• WHAT IS REQUIRED:
In the entries that follow, find each line with the word "ElementId" and copy it.

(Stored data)
----

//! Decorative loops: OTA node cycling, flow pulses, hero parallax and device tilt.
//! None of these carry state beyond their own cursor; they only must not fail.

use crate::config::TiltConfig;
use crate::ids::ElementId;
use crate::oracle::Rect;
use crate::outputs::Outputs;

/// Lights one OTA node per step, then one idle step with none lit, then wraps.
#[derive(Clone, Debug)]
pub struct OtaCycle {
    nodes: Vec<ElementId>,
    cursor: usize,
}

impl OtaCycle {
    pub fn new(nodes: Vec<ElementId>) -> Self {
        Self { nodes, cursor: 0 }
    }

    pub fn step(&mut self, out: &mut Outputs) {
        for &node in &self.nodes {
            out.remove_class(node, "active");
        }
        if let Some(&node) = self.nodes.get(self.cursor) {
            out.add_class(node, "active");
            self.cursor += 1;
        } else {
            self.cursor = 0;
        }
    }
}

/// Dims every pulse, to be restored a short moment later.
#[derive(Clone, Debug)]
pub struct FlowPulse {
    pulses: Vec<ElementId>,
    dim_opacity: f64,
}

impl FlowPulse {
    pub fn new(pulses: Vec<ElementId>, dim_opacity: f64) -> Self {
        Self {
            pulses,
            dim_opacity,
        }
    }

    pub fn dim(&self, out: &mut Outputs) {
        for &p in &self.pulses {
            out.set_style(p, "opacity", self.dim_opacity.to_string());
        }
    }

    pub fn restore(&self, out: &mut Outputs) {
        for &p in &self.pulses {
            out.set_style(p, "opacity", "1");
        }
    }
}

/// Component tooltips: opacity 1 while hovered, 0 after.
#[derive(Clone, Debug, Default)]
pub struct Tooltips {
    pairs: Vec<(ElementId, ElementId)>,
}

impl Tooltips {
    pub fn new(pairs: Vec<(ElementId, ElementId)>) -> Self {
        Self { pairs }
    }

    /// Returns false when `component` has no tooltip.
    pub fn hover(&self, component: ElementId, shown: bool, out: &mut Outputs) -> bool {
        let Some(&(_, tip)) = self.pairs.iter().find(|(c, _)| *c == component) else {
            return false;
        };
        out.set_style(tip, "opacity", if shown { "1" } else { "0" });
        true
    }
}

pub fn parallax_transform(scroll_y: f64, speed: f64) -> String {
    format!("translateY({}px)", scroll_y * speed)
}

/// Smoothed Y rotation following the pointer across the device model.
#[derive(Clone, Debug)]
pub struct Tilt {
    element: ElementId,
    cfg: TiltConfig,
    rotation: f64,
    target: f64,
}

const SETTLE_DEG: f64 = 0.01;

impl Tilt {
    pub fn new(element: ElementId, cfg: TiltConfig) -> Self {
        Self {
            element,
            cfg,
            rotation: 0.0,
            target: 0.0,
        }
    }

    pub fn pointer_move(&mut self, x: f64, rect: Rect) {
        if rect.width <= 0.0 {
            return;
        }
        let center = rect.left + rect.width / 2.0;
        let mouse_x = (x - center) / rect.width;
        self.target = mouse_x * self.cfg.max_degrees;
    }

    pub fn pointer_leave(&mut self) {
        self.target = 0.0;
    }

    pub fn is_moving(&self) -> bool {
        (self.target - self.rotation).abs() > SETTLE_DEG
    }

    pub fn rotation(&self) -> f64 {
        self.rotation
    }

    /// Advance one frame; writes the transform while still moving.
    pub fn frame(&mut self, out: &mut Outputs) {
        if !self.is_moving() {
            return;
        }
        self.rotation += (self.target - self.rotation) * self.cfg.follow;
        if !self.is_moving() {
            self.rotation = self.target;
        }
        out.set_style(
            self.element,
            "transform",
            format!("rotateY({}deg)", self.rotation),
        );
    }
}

----

• RESULT OF THE EXERCISE:
use crate::ids::ElementId;
    nodes: Vec<ElementId>,
    pub fn new(nodes: Vec<ElementId>) -> Self {
    pulses: Vec<ElementId>,
    pub fn new(pulses: Vec<ElementId>, dim_opacity: f64) -> Self {
    pairs: Vec<(ElementId, ElementId)>,
    pub fn new(pairs: Vec<(ElementId, ElementId)>) -> Self {
    pub fn hover(&self, component: ElementId, shown: bool, out: &mut Outputs) -> bool {
    element: ElementId,
    pub fn new(element: ElementId, cfg: TiltConfig) -> Self {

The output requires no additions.